• [DESCRIPTION OF THE TASK]: Each line holding the word "allowance" must appear in the answer, copied from the entries.

• [THE DATA]:
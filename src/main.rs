//! pathfinder-swap - execute one Router Pathfinder cross-chain swap
//!
//! Fetches a quote, makes sure the source token allowance covers the amount,
//! then signs and submits the quoted transaction on the configured chain.

use anyhow::Result;
use std::sync::Arc;
use tracing::{error, info, warn};

mod allowance;
mod chain;
mod config;
mod error;
mod quote;
mod swap;
mod tx;

use chain::wallet::{load_wallet, resolve_user_address};
use chain::{ChainClient, EvmChainClient};
use config::Settings;
use quote::{PathfinderClient, SwapRequest};
use swap::{ApprovalStatus, SwapExecutor, TransferStatus};

#[tokio::main]
async fn main() -> Result<()> {
    dotenv::dotenv().ok();

    // Initialize logging
    init_logging();

    info!("Starting pathfinder-swap v{}", env!("CARGO_PKG_VERSION"));

    // Load configuration
    let settings = Settings::load()?;
    info!(
        "Loaded configuration for {} (chain {})",
        settings.chain.name, settings.chain.chain_id
    );

    let quotes = PathfinderClient::new(&settings.pathfinder)?;
    info!("Quoting via {}", quotes.quote_url());

    // Set up the signing wallet
    let wallet = load_wallet(&settings.wallet, settings.chain.chain_id)?;
    let client = Arc::new(EvmChainClient::connect(settings.chain.clone(), wallet).await?);

    let user_address = resolve_user_address(&settings.wallet, client.address())?;
    let request = SwapRequest::from_config(&settings.swap, user_address)?;

    let executor = SwapExecutor::new(
        quotes,
        client.clone(),
        &settings.execution,
        settings.chain.confirmations,
    );

    let report = match executor
        .execute(&request, settings.swap.approval_address)
        .await
    {
        Ok(report) => report,
        Err(e) => {
            if e.is_fatal_before_chain() {
                error!("Swap aborted before the swap transaction was sent: {}", e);
            } else {
                error!("Swap submission failed on chain {}: {}", client.chain_id(), e);
            }
            return Err(e.into());
        }
    };

    match &report.approval {
        ApprovalStatus::Completed(outcome) => info!("Approval: {:?}", outcome),
        ApprovalStatus::Failed { reason } => warn!("Approval failed: {}", reason),
    }

    match &report.transfer {
        TransferStatus::Confirmed { block } => info!(
            "Swap {:?} to {:?} confirmed in block {:?}",
            report.transfer_hash, report.execution_target, block
        ),
        TransferStatus::Failed { reason } => error!(
            "Swap {:?} to {:?} failed: {}",
            report.transfer_hash, report.execution_target, reason
        ),
    }

    if !report.is_confirmed() {
        anyhow::bail!("Swap {:?} was not confirmed", report.transfer_hash);
    }

    Ok(())
}

fn init_logging() {
    use tracing_subscriber::{fmt, prelude::*, EnvFilter};

    let filter = EnvFilter::try_from_default_env().unwrap_or_else(|_| {
        EnvFilter::new("info,pathfinder_swap=debug,hyper=warn,reqwest=warn")
    });

    tracing_subscriber::registry()
        .with(filter)
        .with(fmt::layer().with_target(true))
        .init();
}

• [FINISHED TASK]:
//! Fetches a quote, makes sure the source token allowance covers the amount,
mod allowance;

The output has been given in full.